--- Task to carry out ---
Count how many lines below include the string "MalformedExpression". Only that number should appear in the reply.
________________________________________
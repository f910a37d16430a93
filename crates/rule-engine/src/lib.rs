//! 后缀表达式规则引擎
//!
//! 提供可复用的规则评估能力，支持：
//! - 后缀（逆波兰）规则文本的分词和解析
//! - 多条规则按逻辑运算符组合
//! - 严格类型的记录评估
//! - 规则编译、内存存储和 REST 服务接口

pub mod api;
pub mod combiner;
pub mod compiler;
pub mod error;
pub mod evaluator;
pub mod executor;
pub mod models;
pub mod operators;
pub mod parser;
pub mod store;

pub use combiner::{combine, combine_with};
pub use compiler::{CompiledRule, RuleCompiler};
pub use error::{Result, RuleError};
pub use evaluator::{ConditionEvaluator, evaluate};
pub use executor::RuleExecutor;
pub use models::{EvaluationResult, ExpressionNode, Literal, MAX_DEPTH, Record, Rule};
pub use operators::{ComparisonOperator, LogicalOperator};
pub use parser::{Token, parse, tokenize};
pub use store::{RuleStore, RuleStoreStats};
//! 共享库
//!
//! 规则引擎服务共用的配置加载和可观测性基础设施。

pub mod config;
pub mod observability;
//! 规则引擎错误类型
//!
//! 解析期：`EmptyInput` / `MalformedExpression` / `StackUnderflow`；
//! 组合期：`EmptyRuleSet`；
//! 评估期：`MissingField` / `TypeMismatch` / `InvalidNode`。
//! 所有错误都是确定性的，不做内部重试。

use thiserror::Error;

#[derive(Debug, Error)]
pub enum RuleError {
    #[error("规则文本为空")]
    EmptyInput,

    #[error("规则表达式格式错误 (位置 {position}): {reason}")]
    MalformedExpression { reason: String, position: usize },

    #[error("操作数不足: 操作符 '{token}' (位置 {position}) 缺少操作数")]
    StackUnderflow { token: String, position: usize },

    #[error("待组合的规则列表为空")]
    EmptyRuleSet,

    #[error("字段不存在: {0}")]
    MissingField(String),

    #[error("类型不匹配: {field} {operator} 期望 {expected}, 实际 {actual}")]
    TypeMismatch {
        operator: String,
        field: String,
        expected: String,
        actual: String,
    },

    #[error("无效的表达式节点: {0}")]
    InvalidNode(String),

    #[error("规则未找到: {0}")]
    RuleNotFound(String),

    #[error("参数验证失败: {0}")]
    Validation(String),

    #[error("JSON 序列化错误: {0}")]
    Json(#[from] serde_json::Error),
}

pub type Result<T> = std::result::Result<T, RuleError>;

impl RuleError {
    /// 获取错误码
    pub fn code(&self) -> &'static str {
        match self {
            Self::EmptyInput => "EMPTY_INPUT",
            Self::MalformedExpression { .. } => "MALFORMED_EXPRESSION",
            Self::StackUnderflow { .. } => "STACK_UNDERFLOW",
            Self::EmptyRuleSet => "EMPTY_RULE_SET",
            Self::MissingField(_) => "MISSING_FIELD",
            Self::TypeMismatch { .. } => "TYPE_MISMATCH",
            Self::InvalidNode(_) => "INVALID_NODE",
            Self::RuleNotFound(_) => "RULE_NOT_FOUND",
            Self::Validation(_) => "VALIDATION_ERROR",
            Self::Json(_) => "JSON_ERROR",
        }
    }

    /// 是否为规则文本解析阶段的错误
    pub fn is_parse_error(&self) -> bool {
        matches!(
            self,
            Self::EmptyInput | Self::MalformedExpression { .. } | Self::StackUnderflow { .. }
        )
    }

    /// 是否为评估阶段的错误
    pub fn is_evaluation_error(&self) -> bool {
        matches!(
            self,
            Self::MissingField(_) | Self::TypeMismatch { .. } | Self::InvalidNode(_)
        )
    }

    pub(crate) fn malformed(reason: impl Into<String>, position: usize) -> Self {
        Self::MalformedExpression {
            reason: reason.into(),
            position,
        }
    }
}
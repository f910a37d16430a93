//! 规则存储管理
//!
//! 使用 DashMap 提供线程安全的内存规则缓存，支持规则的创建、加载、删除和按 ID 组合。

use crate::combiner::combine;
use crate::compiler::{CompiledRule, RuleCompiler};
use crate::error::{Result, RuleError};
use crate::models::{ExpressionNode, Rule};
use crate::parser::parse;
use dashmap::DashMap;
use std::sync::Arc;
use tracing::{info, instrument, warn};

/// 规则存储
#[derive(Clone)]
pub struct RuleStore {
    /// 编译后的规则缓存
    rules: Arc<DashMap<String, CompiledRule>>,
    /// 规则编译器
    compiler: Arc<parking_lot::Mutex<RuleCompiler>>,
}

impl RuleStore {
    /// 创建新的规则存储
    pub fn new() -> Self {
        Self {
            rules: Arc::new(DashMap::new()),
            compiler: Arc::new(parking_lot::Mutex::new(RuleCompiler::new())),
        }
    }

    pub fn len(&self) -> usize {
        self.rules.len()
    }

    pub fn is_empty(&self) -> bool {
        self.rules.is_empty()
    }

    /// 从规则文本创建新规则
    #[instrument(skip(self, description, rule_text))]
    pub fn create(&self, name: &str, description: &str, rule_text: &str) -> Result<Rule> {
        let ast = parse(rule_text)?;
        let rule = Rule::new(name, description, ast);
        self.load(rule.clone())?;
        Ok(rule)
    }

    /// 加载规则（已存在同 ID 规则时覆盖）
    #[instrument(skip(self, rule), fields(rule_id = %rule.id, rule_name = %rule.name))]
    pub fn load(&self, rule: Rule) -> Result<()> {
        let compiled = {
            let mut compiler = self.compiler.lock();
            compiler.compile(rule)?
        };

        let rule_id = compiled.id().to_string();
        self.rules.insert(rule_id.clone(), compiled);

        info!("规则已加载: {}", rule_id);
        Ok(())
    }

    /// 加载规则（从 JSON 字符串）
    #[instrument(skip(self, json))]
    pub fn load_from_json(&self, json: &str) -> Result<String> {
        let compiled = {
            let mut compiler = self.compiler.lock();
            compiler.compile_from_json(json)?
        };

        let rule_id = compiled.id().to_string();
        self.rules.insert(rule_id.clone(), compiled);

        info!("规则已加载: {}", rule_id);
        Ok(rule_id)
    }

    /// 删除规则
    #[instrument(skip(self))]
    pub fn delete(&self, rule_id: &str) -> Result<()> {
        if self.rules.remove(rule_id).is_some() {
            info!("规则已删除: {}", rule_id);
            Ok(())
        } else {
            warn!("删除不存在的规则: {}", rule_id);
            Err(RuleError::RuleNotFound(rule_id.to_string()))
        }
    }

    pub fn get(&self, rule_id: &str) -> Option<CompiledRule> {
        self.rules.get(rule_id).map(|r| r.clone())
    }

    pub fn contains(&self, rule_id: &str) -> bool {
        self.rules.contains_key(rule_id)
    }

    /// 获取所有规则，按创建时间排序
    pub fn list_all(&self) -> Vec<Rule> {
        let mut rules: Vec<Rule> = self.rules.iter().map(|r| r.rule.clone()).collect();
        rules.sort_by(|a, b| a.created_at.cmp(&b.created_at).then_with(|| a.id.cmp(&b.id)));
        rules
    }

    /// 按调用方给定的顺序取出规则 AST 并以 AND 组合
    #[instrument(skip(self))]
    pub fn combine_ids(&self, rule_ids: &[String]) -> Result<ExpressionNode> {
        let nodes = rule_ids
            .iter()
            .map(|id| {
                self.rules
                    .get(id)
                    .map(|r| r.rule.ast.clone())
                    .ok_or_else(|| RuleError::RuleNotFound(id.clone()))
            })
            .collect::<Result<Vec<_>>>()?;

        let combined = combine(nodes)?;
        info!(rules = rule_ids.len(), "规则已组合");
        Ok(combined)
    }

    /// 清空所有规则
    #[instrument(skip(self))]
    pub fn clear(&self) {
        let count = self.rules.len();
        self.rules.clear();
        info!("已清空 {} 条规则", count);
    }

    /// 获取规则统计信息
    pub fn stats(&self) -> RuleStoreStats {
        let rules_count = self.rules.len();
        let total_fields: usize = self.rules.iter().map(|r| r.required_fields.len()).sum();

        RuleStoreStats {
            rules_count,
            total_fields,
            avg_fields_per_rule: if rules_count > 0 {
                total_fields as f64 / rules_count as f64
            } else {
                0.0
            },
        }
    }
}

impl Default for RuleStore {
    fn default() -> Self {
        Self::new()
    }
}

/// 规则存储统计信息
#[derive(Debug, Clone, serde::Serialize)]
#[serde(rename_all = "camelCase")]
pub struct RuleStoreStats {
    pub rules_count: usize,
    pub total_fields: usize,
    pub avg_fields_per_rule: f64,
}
________________________________________
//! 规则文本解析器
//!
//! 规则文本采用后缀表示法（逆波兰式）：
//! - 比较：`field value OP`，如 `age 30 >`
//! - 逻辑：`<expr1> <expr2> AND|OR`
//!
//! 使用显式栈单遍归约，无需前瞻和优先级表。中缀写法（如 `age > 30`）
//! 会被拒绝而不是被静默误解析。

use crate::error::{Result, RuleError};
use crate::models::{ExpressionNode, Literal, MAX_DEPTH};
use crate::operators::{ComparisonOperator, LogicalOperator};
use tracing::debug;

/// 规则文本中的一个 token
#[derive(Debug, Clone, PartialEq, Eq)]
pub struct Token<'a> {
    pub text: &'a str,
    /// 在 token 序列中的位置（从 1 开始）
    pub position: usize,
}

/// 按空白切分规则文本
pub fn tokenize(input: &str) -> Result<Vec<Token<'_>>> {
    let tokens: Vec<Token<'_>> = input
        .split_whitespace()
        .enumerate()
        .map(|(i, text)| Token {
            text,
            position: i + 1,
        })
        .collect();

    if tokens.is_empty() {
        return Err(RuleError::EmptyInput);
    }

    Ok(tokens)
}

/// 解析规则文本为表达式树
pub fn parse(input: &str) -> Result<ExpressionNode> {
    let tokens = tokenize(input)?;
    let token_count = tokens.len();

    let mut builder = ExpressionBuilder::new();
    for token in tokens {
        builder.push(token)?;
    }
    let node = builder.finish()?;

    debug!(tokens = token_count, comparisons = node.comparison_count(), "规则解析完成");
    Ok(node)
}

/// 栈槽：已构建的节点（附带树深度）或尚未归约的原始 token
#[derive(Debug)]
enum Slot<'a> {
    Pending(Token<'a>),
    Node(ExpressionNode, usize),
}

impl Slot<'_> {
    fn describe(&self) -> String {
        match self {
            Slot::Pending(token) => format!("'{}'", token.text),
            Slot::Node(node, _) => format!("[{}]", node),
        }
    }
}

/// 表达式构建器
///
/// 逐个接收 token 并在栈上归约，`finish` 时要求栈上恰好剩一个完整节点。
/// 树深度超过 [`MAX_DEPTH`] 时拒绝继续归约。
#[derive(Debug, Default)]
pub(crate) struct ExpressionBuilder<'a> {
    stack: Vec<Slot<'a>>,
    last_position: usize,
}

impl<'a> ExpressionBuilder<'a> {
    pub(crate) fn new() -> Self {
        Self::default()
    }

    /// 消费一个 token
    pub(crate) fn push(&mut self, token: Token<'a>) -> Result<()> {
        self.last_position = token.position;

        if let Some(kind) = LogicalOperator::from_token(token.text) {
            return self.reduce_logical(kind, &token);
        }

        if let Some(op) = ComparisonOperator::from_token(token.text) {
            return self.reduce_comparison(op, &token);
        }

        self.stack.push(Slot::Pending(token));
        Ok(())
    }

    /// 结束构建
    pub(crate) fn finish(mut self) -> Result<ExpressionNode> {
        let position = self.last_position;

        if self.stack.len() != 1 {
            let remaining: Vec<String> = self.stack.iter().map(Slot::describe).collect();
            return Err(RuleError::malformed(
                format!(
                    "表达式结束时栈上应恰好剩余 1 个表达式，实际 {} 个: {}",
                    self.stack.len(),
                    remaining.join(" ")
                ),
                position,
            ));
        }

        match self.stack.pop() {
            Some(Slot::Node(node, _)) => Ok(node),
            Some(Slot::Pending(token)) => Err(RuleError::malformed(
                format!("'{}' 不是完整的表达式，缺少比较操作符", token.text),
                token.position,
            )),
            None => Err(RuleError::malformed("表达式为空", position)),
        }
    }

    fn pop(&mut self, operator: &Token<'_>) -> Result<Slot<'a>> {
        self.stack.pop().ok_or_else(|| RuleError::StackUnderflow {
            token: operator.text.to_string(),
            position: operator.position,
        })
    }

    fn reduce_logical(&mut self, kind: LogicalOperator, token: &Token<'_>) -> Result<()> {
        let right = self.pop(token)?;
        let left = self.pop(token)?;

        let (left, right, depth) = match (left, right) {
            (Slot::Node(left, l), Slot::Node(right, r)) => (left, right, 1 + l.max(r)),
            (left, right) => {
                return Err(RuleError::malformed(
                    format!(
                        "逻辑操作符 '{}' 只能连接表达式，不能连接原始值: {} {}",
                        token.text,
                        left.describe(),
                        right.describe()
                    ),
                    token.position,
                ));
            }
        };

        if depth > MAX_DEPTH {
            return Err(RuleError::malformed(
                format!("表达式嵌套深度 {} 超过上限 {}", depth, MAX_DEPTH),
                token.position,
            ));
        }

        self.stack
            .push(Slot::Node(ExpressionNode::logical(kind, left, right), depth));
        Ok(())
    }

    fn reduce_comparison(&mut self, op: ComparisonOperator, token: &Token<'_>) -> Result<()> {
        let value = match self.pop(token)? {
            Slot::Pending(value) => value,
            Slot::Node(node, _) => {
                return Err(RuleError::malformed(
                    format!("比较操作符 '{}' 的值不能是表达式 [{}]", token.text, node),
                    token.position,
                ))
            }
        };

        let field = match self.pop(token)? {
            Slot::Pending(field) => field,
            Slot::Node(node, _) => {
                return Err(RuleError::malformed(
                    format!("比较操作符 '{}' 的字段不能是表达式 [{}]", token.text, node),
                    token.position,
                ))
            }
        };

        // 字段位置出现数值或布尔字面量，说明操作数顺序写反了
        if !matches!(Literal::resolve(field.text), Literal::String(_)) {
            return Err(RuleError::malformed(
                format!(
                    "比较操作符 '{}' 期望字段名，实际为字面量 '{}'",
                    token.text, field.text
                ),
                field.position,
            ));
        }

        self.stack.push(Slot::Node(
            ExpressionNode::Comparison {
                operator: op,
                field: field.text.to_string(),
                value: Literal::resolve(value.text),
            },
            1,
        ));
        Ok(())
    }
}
________________________________________
--- Task result ---
5